One of China’s senior-most economic policymakers says that the country’s financial system suffers from severe distortions due to the emergence of a “bewildering” range of derivatives products and financial innovations.
According to Lou Jiwei (楼继伟), the current chair of China’s National Council for Social Security Fund, the Chinese economy is currently suffering from “efficiency losses created by distortions in mechanisms and systems,” that he believes should be the focal point of future reform efforts.
Lou, who was formerly the Minister of Finance and chair and CEO of sovereign wealth fund China Investment Corporation, made the remarks during a speech he delivered at the 16th High-level Enterprise Development Forum held in Beijing on 28 January.
“At present, China’s M2-GDP ratio is in excess of 200%, or roughly the same as Japan’s levels, and over twice the figure of 91% for the US.
“In terms of interest rate levels however, China’s 1-month SHIBOR average was 4.09% in 2017, while in Japan the comparable interest rate was -0.01% across the same period and 1.1% in United States.
“China’s monetary environment has become looser, yet the cost of funds has become higher, indicating that there are severe distortions in the financial system.”
According to Lou the unchecked proliferation of financial innovations and new derivatives products is a key culprit behind these distortions.
“Excessive mingling of sectors (we refer to this as “comprehensive operation) has created a series of financial incidents, with a bewildering range of uniquely Chinese derivatives products…the result is a continuous increase in the cost of funds that exacerbates the difficulties of the real economy.

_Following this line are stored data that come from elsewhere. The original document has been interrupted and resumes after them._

//! Deterministic cache key derivation
//!
//! Keys are a SHA-256 over `{operation, params}` after canonicalization:
//! object keys are sorted and array elements are ordered by their
//! serialized form, so semantically identical requests collide regardless
//! of the client-side ordering they arrived with.

use serde_json::Value;
use sha2::{Digest, Sha256};

/// Derive the cache key for an operation and its normalized parameters
#[must_use]
pub fn cache_key(operation: &str, params: &Value) -> String {
    let canonical = canonicalize(params);
    let payload = serde_json::json!({
        "operation": operation,
        "params": canonical,
    });

    let mut hasher = Sha256::new();
    hasher.update(payload.to_string().as_bytes());
    hex::encode(hasher.finalize())
}

/// Recursively canonicalize a JSON value.
///
/// `serde_json::Map` already iterates keys in sorted order; arrays are
/// sorted by the serialization of their canonicalized elements.
#[must_use]
pub fn canonicalize(value: &Value) -> Value {
    match value {
        Value::Object(map) => Value::Object(
            map.iter()
                .map(|(k, v)| (k.clone(), canonicalize(v)))
                .collect(),
        ),
        Value::Array(items) => {
            let mut canonical: Vec<Value> = items.iter().map(canonicalize).collect();
            canonical.sort_by_key(|v| v.to_string());
            Value::Array(canonical)
        }
        other => other.clone(),
    }
}
//! Execution service tying the runner, cache, and fallback policy together

use crate::executor::CommandRunner;
use codescout_cache::{cache_key, ResultCache};
use codescout_core::{ExecutionRequest, ExecutionResult, Result};
use serde_json::Value;
use std::future::Future;
use std::sync::Arc;

/// Cached, coalesced front door for command execution
///
/// Callers derive an operation name and logical parameters from their
/// builder, and the service keys the cache on those rather than on the
/// rendered argument vector.
pub struct ExecutionService {
    runner: Arc<dyn CommandRunner>,
    cache: Arc<ResultCache>,
}

impl ExecutionService {
    pub fn new(runner: Arc<dyn CommandRunner>, cache: Arc<ResultCache>) -> Self {
        Self { runner, cache }
    }

    /// Run a request under the single-flight cache, keyed by `operation`
    /// and the canonicalized `params`
    pub async fn run(
        &self,
        operation: &str,
        params: &Value,
        request: ExecutionRequest,
    ) -> Result<ExecutionResult> {
        let key = cache_key(operation, params);
        let runner = Arc::clone(&self.runner);
        let cache_enabled = request.cache_enabled;

        self.cache
            .get_or_execute(&key, cache_enabled, move || async move {
                runner.execute(&request).await
            })
            .await
    }

    /// Snapshot of the underlying cache counters
    #[must_use]
    pub fn cache_stats(&self) -> codescout_cache::CacheStatSnapshot {
        self.cache.stats()
    }
}

/// Run `primary`, and when it succeeds but `is_empty` judges its payload
/// to hold no results, run the broadened `fallback` attempt.
///
/// The fallback result is returned only when it improves on the primary:
/// a failed or equally empty fallback yields the primary result, keeping
/// the original diagnostics visible. Failed primaries are returned
/// unchanged, never retried.
pub async fn attempt_with_fallback<Fut, P, Fb, FbFut>(
    primary: Fut,
    is_empty: P,
    fallback: Fb,
) -> Result<ExecutionResult>
where
    Fut: Future<Output = Result<ExecutionResult>>,
    P: Fn(&ExecutionResult) -> bool,
    Fb: FnOnce() -> FbFut,
    FbFut: Future<Output = Result<ExecutionResult>>,
{
    let first = primary.await?;
    if !first.outcome.is_success() || !is_empty(&first) {
        return Ok(first);
    }

    tracing::debug!(command = %first.command_line, "empty result, trying broadened fallback");
    match fallback().await {
        Ok(second) if second.outcome.is_success() && !is_empty(&second) => Ok(second),
        _ => Ok(first),
    }
}
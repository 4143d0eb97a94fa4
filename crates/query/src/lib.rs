//! Deterministic command and search-query builders
//!
//! This crate turns structured, possibly attacker-influenced parameters
//! into ordered argument vectors: AND/OR term composition,
//! qualifier-conflict resolution, array-parameter normalization, and the
//! `gh`/npm command specializations. Emission is byte-deterministic for a
//! fixed logical parameter set.

pub mod builder;
pub mod github;
pub mod normalize;
pub mod npm;

pub use builder::{CommandBuilder, FlagStyle, SearchQuery};
pub use github::{GithubApiBuilder, GithubSearchBuilder, GithubSearchKind};
pub use normalize::{normalize_optional_list, normalize_string_list};
pub use npm::{NpmSearchBuilder, NpmViewBuilder};
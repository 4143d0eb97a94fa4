//! Workspace-wide constants

use std::time::Duration;

/// Default timeout applied to external program executions
pub const DEFAULT_EXECUTION_TIMEOUT: Duration = Duration::from_secs(30);

/// Maximum bytes captured from each of stdout and stderr; output beyond
/// this is truncated with [`OUTPUT_TRUNCATION_MARKER`] appended
pub const MAX_CAPTURED_OUTPUT_BYTES: usize = 1024 * 1024;

/// Marker appended to captured output that hit the size cap
pub const OUTPUT_TRUNCATION_MARKER: &str = "\n[output truncated]";

/// Default time-to-live for memoized execution results
pub const DEFAULT_CACHE_TTL: Duration = Duration::from_secs(60);

/// Default number of memoized results retained before LRU eviction
pub const DEFAULT_CACHE_CAPACITY: usize = 256;

/// Upper bound a coalesced caller waits for the in-flight execution before
/// giving up; generous relative to any per-request timeout
pub const COALESCE_WAIT_TIMEOUT: Duration = Duration::from_secs(120);
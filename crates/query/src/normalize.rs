//! Normalization of polymorphic array-valued parameters
//!
//! Clients deliver array parameters in three shapes: a native JSON array,
//! a JSON-encoded string (`'["x","y"]'`), or a delimiter-separated string
//! (`"x, y"`). One normalization function parses all three into a
//! canonical ordered list and validates every element, so no builder
//! re-implements the handling per call site.

use codescout_core::{Error, Result};
use codescout_security::SecurityValidator;
use serde_json::Value;

/// Parse an array-valued parameter into a canonical list of elements.
///
/// Each element is trimmed of surrounding quote characters and must pass
/// the injection checks; elements beginning with `-` are rejected unless
/// listed in `allowed_flags`.
pub fn normalize_string_list(value: &Value, allowed_flags: &[&str]) -> Result<Vec<String>> {
    let raw_items = split_into_items(value)?;

    let mut items = Vec::with_capacity(raw_items.len());
    for raw in raw_items {
        let element = trim_quotes(raw.trim());
        if element.is_empty() {
            continue;
        }

        SecurityValidator::validate_list_element(&element, allowed_flags)?;
        items.push(element);
    }

    Ok(items)
}

/// Like [`normalize_string_list`] but treats a missing parameter as empty
pub fn normalize_optional_list(
    value: Option<&Value>,
    allowed_flags: &[&str],
) -> Result<Vec<String>> {
    match value {
        Some(v) if !v.is_null() => normalize_string_list(v, allowed_flags),
        _ => Ok(Vec::new()),
    }
}

fn split_into_items(value: &Value) -> Result<Vec<String>> {
    match value {
        Value::Array(items) => items
            .iter()
            .map(|item| match item {
                Value::String(s) => Ok(s.clone()),
                Value::Number(n) => Ok(n.to_string()),
                Value::Bool(b) => Ok(b.to_string()),
                other => Err(Error::configuration(format!(
                    "array parameter element must be a scalar, got: {other}"
                ))),
            })
            .collect(),
        Value::String(s) => {
            let trimmed = s.trim();

            // JSON-encoded string form; on parse failure fall back to
            // delimiter splitting so a literal "[x]" term still works
            if trimmed.starts_with('[') {
                if let Ok(parsed) = serde_json::from_str::<Vec<String>>(trimmed) {
                    return Ok(parsed);
                }
            }

            Ok(trimmed.split(',').map(ToString::to_string).collect())
        }
        other => Err(Error::configuration(format!(
            "array parameter must be a list or string, got: {other}"
        ))),
    }
}

fn trim_quotes(s: &str) -> String {
    let s = s.strip_prefix('"').and_then(|r| r.strip_suffix('"')).unwrap_or(s);
    let s = s.strip_prefix('\'').and_then(|r| r.strip_suffix('\'')).unwrap_or(s);
    s.to_string()
}

#[cfg(test)]
mod tests {
    use super::*;
    use pretty_assertions::assert_eq;
    use serde_json::json;

    #[test]
    fn test_three_encodings_normalize_identically() {
        let native = json!(["x", "y"]);
        let json_encoded = json!(r#"["x","y"]"#);
        let comma = json!("x, y");

        let expected = vec!["x".to_string(), "y".to_string()];
        assert_eq!(normalize_string_list(&native, &[]).unwrap(), expected);
        assert_eq!(normalize_string_list(&json_encoded, &[]).unwrap(), expected);
        assert_eq!(normalize_string_list(&comma, &[]).unwrap(), expected);
    }

    #[test]
    fn test_comma_without_space_and_single_value() {
        assert_eq!(
            normalize_string_list(&json!("a,b,c"), &[]).unwrap(),
            vec!["a", "b", "c"]
        );
        assert_eq!(
            normalize_string_list(&json!("solo"), &[]).unwrap(),
            vec!["solo"]
        );
    }

    #[test]
    fn test_surrounding_quotes_are_trimmed() {
        assert_eq!(
            normalize_string_list(&json!(r#""quoted", 'single'"#), &[]).unwrap(),
            vec!["quoted", "single"]
        );
    }

    #[test]
    fn test_empty_elements_are_dropped() {
        assert_eq!(
            normalize_string_list(&json!("a, , b,"), &[]).unwrap(),
            vec!["a", "b"]
        );
    }

    #[test]
    fn test_injection_elements_are_rejected() {
        for bad in ["a;b", "a|b", "x&y", "`id`", "$HOME", "a<b", "a>b"] {
            let value = json!([bad]);
            assert!(
                normalize_string_list(&value, &[]).is_err(),
                "{bad} should be rejected"
            );
        }
    }

    #[test]
    fn test_flag_like_elements_require_whitelisting() {
        assert!(normalize_string_list(&json!(["-x"]), &[]).is_err());
        assert_eq!(
            normalize_string_list(&json!(["-x"]), &["-x"]).unwrap(),
            vec!["-x"]
        );
    }

    #[test]
    fn test_numbers_and_bools_are_stringified() {
        assert_eq!(
            normalize_string_list(&json!([1, true, "s"]), &[]).unwrap(),
            vec!["1", "true", "s"]
        );
    }

    #[test]
    fn test_non_list_shapes_are_rejected() {
        assert!(normalize_string_list(&json!({"k": "v"}), &[]).is_err());
        assert!(normalize_string_list(&json!(42), &[]).is_err());
    }

    #[test]
    fn test_optional_list() {
        assert!(normalize_optional_list(None, &[]).unwrap().is_empty());
        assert!(normalize_optional_list(Some(&json!(null)), &[]).unwrap().is_empty());
        assert_eq!(
            normalize_optional_list(Some(&json!("a")), &[]).unwrap(),
            vec!["a"]
        );
    }

    #[test]
    fn test_malformed_json_array_string_falls_back_to_split() {
        // Not valid JSON, still usable as a single bracketed term
        assert_eq!(
            normalize_string_list(&json!("[incomplete"), &[]).unwrap(),
            vec!["[incomplete"]
        );
    }
}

“At the same time, channels for risk transmission are extremely opaque. Looking at the financial market of the United States ten years ago, the risk and yield features of various derivatives products were all defined, such as MBS, CDS and CDO, and were also all registered.
“China, on the other hand, is far more chaotic…[we] must penetrate to the bottom of products, in order to be able to identify their actual risk and revenue features.
“In addition to conventional banks, securities companies, insurance companies and funds, China is also host to a bewildering range of innovations in terms of uniquely Chinese financial institutions and regional transaction markets, all of which are too numerous to count.
“As a result, the likelihood of China’s suffering from systemic financial risk is quite large. For this reason,the urgent task at present is to effectively prosecute the war for the prevention of financial risk.”
Lou highlighted a total of five key areas for addressing distortions and improving China’s resource allocation efficiency, including the free movement of factors of production, simpler governance and tax reductions, the expansion of protections for private investment, continued expansion of China’s openness to the outside, and the prevention and dissolution of financial risk.